I have a Raspberry Pi node.js server that controls the attic fans in my house. Every 10 seconds it checks two temperature probes, one inside the attic and one outside the house and decides how it should control the fans (via relays). It also records temperature data that can be presented in charts. Once an hour, it saves the latest temperature data that was collected in memory to some files for persistence in case of power outage or server crash. That saving operation involves a series of async file writes. Each one of those async writes yields control back to the system and then continues when the async callback is called signaling completion. Because this is a low memory system and the data can potentially occupy a significant portion of the available RAM, the data is not copied in memory before writing (that's simply not practical). So, I'm writing the live in-memory data to disk.
At any time during any of these async file I/O operations, while waiting for a callback to signify completion of the many file writes involved, one of my timers in the server could fire, I'd collect a new set of temperature data and that would attempt to modify the in-memory data set that I'm in the middle of writing. That's a concurrency issue waiting to happen. If it changes the data while I've written part of it and am waiting for that write to finish before writing the rest, then the data that gets written can easily end up corrupted because I will have written out one part of the data, the data will have gotten modified from underneath me and then I will attempt to write out more data without realizing it's been changed. That's a concurrency issue.
I actually have a console.log() statement that explicitly logs when this concurrency issue occurs on my server (and is handled safely by my code). It happens once every few days on my server. I know it's there and it's real.
There are many ways to work around those types of concurrency issues. The simplest would have been to just make a copy in memory of all the data and then write out the copy. Because there are not threads or interrupts, making a copy in memory would be safe from concurrency (there would be no yielding to async operations in the middle of the copy to create a concurrency issue). But, that wasn't practical in this case. So, I implemented a queue. Whenever I start writing, I set a flag on the object that manages the data. Then, anytime the system wants to add or modify data in the stored data while that flag is set, those changes just go into a queue. The actual data is not touched while that flag is set. When the data has been safely written to disk, the flag is reset and the queued items are processed. Any concurrency issue was safely avoided.
So, this is an example of concurrency issues that you do have to be concerned about. One great simplifying assumption with Javascript is that a piece of Javascript will run to completion without any thread of getting interrupted as long as it doesn't purposely return control back to the system. That makes handling concurrency issues like described above lots, lots easier because your code will never be interrupted except when you consciously yield control back to the system. This is why we don't need mutexes and semaphores and other things like that in our own Javascript. We can use simple flags (just a regular Javascript variable) like I described above if needed.
In any entirely synchronous piece of Javascript, you will never be interrupted by other Javascript.

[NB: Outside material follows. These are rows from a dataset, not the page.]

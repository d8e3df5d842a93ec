use std::sync::Arc;

use anyhow::Result;
use dotenvy::dotenv;
use teloxide::prelude::*;

use foldervault::core::{config, init_logger};
use foldervault::delivery::{CancelRegistry, DeliveryEngine, SelfDestructQueue};
use foldervault::storage::create_pool;
use foldervault::telegram::{create_bot, schema, setup_bot_commands, BotSender, HandlerDeps};
use foldervault::{sweeper, ContentSender};

/// Main entry point for the Telegram bot
#[tokio::main]
async fn main() -> Result<()> {
    // Load environment variables from .env if present
    let _ = dotenv();

    init_logger(&config::LOG_FILE_PATH)?;

    // Catch panics from handler tasks so the dispatcher keeps running
    std::panic::set_hook(Box::new(|panic_info| {
        log::error!("Panic caught: {:?}", panic_info);
        if let Some(location) = panic_info.location() {
            log::error!("Panic at {}:{}:{}", location.file(), location.line(), location.column());
        }
    }));

    let db_pool = create_pool(&config::DATABASE_PATH)?;
    log::info!("Database ready at {}", *config::DATABASE_PATH);

    let bot = create_bot();
    setup_bot_commands(&bot).await;

    let sender: Arc<dyn ContentSender> = Arc::new(BotSender::new(bot.clone()));
    let engine = Arc::new(DeliveryEngine::new(
        db_pool.clone(),
        Arc::clone(&sender),
        SelfDestructQueue::new(),
        Arc::new(CancelRegistry::new()),
    ));

    sweeper::start_sweeps(db_pool.clone(), Arc::clone(&sender));

    let deps = HandlerDeps { db_pool, engine };

    log::info!("Starting dispatcher");
    Dispatcher::builder(bot, schema(deps))
        .dependencies(DependencyMap::new())
        .enable_ctrlc_handler()
        .build()
        .dispatch()
        .await;

    Ok(())
}
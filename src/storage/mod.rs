//! SQLite persistence layer.
//!
//! Every function takes a pooled connection and returns `rusqlite::Result`;
//! timestamps are RFC 3339 strings in UTC so SQLite's `datetime()` and plain
//! string comparison both order them correctly.

pub mod db;
pub mod engagement;
pub mod folders;
pub mod links;
pub mod otp;
pub mod roster;

pub use db::{create_pool, get_connection, DbConnection, DbPool};
//! The redemption ledger: single-use claims, access records and the
//! admin-facing redemption notice.

use std::sync::Arc;

use chrono::Utc;

use crate::core::{config, AppResult};
use crate::delivery::sender::ContentSender;
use crate::storage::links::{self, LinkRecord};
use crate::storage::{DbConnection, DbPool};

/// Claim a single-use link for `requester`. `true` means this call won the
/// claim; `false` means someone else already holds it (or the link is not
/// single-use at all).
pub fn consume_single_use(conn: &DbConnection, token: &str, requester: i64) -> AppResult<bool> {
    let won = links::consume_single_use(conn, token, requester, &Utc::now().to_rfc3339())?;
    Ok(won)
}

/// Record one successful link-based delivery: folder log row, link audit
/// row and the access counter, all with the same timestamp.
pub fn record_link_access(
    conn: &DbConnection,
    link: &LinkRecord,
    requester: i64,
    username: Option<&str>,
) -> AppResult<()> {
    let now = Utc::now().to_rfc3339();
    links::insert_folder_access(conn, requester, username, link.folder_id, &now)?;
    links::insert_link_access(conn, link.id, link.folder_id, requester, username, &now)?;
    links::increment_access_count(conn, link.id)?;
    Ok(())
}

/// Record a delivery that had no link behind it (OTP or secret codeword).
/// Only the folder-level log applies.
pub fn record_folder_access(
    conn: &DbConnection,
    folder_id: i64,
    requester: i64,
    username: Option<&str>,
) -> AppResult<()> {
    links::insert_folder_access(conn, requester, username, folder_id, &Utc::now().to_rfc3339())?;
    Ok(())
}

/// Tell the administrator a single-use link was just redeemed.
///
/// Fire-and-forget: runs on its own task and swallows every failure, so a
/// flaky notification can never fail or delay the delivery that triggered
/// it.
pub fn notify_redemption(
    pool: DbPool,
    sender: Arc<dyn ContentSender>,
    link_id: i64,
    token: String,
    folder_name: String,
    requester: i64,
    username: Option<String>,
) {
    tokio::spawn(async move {
        let visitors = match pool.get() {
            Ok(conn) => links::unique_visitor_count(&conn, link_id).unwrap_or(0),
            Err(e) => {
                log::warn!("Redemption notice: pool unavailable: {}", e);
                0
            }
        };

        let who = username
            .map(|u| format!("@{}", u))
            .unwrap_or_else(|| format!("id {}", requester));
        let text = format!(
            "Single-use link {}… for \"{}\" was redeemed by {} ({} unique visitors).",
            &token[..token.len().min(8)],
            folder_name,
            who,
            visitors
        );

        if let Err(e) = sender.send_text(*config::ADMIN_ID, &text).await {
            log::warn!("Failed to send redemption notice: {}", e);
        }
    });
}
//! Core utilities: configuration, errors, logging, token generation.

pub mod config;
pub mod error;
pub mod logging;
pub mod token;

pub use error::{AppError, AppResult};
pub use logging::init_logger;
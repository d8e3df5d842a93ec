//! Fire-and-forget administrator notifications.
//!
//! Every helper swallows its own errors; a broken notification must never
//! bubble into the flow that triggered it.

use teloxide::prelude::*;
use teloxide::types::{InlineKeyboardButton, InlineKeyboardMarkup};

use crate::core::config;

pub async fn notify_admin_text(bot: &Bot, text: &str) {
    if let Err(e) = bot.send_message(ChatId(*config::ADMIN_ID), text).await {
        log::warn!("Failed to notify admin: {}", e);
    }
}

/// Tell the admin a user is waiting on an OTP, with a one-tap button that
/// generates and sends the code.
pub async fn notify_otp_request(bot: &Bot, folder_id: i64, folder_name: &str, user_id: i64, username: Option<&str>) {
    let who = username
        .map(|u| format!("@{}", u))
        .unwrap_or_else(|| format!("id {}", user_id));
    let text = format!("{} is requesting a one-time code for \"{}\".", who, folder_name);
    let keyboard = InlineKeyboardMarkup::new(vec![vec![InlineKeyboardButton::callback(
        "Generate and send code",
        format!("otp:{}:{}", folder_id, user_id),
    )]]);

    let result = bot
        .send_message(ChatId(*config::ADMIN_ID), text)
        .reply_markup(keyboard)
        .await;
    if let Err(e) = result {
        log::warn!("Failed to send OTP request notice: {}", e);
    }
}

A synchronous piece of Javascript will run to completion before the next event in the event queue is processed. This is what is meant by Javascript being an "event-driven" language. As an example of this, if you had this code:
console.log("A");
// schedule timer for 500 ms from now
setTimeout(function() {
console.log("B");
}, 500);
console.log("C");
// spin for 1000ms
var start = Date.now();
while(Data.now() - start < 1000) {}
console.log("D");
You would get the following in the console:
A
C
D
B
The timer event cannot be processed until the current piece of Javascript runs to completion, even though it was likely added to the event queue sooner than that. The way the JS interpreter works is that it runs the current JS until it returns control back to the system and then (and only then), it fetches the next event from the event queue and calls the callback associated with that event.

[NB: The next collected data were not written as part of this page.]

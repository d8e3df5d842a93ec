//! Foldervault - Telegram bot for distributing content folders behind
//! password-protected, expiring, single-use-capable deep links.
//!
//! # Module Structure
//!
//! - `core`: configuration, errors, logging, token generation
//! - `storage`: SQLite persistence behind an r2d2 pool
//! - `access`: gate evaluation, session state, OTP sub-flow
//! - `delivery`: content streaming, cancellation, self-destruct timers
//! - `sweeper`: background cleanup loops
//! - `telegram`: bot setup, dispatcher schema, outbound sender

pub mod access;
pub mod core;
pub mod delivery;
pub mod storage;
pub mod sweeper;
pub mod telegram;

pub use core::{config, AppError, AppResult};
pub use delivery::{CancelRegistry, ContentSender, DeliveryEngine, DeliveryResult, SelfDestructQueue};
pub use storage::{create_pool, get_connection, DbConnection, DbPool};
pub use telegram::{create_bot, schema, BotSender, HandlerDeps};
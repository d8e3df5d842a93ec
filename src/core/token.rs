//! Opaque identifier generation for access links, broadcast codes and OTPs.
//!
//! All generators draw from `rand::thread_rng()` (a CSPRNG). Uniqueness is
//! only probabilistic here; the UNIQUE column constraints in storage are the
//! authoritative collision guard.

use rand::distributions::Alphanumeric;
use rand::Rng;

use crate::core::config;

const UPPER_DIGITS: &[u8] = b"ABCDEFGHIJKLMNOPQRSTUVWXYZ0123456789";

/// Generate a 32-character alphanumeric access-link token.
///
/// 62 symbols over 32 positions gives ~190 bits of entropy, so collisions
/// are negligible and no pre-insert uniqueness check is performed.
pub fn generate_token() -> String {
    rand::thread_rng()
        .sample_iter(&Alphanumeric)
        .take(config::access::TOKEN_LEN)
        .map(char::from)
        .collect()
}

/// Generate a 12-character broadcast code (uppercase + digits).
pub fn generate_broadcast_code() -> String {
    sample_upper_digits(12)
}

/// Generate a 16-character inbox message id (uppercase + digits).
pub fn generate_message_id() -> String {
    sample_upper_digits(16)
}

/// Generate a 7-character short-link code.
pub fn generate_short_code() -> String {
    rand::thread_rng()
        .sample_iter(&Alphanumeric)
        .take(7)
        .map(char::from)
        .collect()
}

/// Generate a 6-digit one-time password.
pub fn generate_otp() -> String {
    rand::thread_rng().gen_range(100_000..=999_999).to_string()
}

fn sample_upper_digits(len: usize) -> String {
    let mut rng = rand::thread_rng();
    (0..len)
        .map(|_| UPPER_DIGITS[rng.gen_range(0..UPPER_DIGITS.len())] as char)
        .collect()
}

Here's the sequence of events under the covers.
This JS starts running.
console.log("A") is output.
A timer event is schedule for 500ms from now. The timer subsystem uses native code.
console.log("C") is output.
The code enters the spin loop.
At some point in time part-way through the spin loop the previously set timer is ready to fire. It is up to the interpreter implementation to decide exactly how this works, but the end result is that a timer event is inserted into the Javascript event queue.
The spin loop finishes.
console.log("D") is output.
This piece of Javascript finishes and returns control back to the system.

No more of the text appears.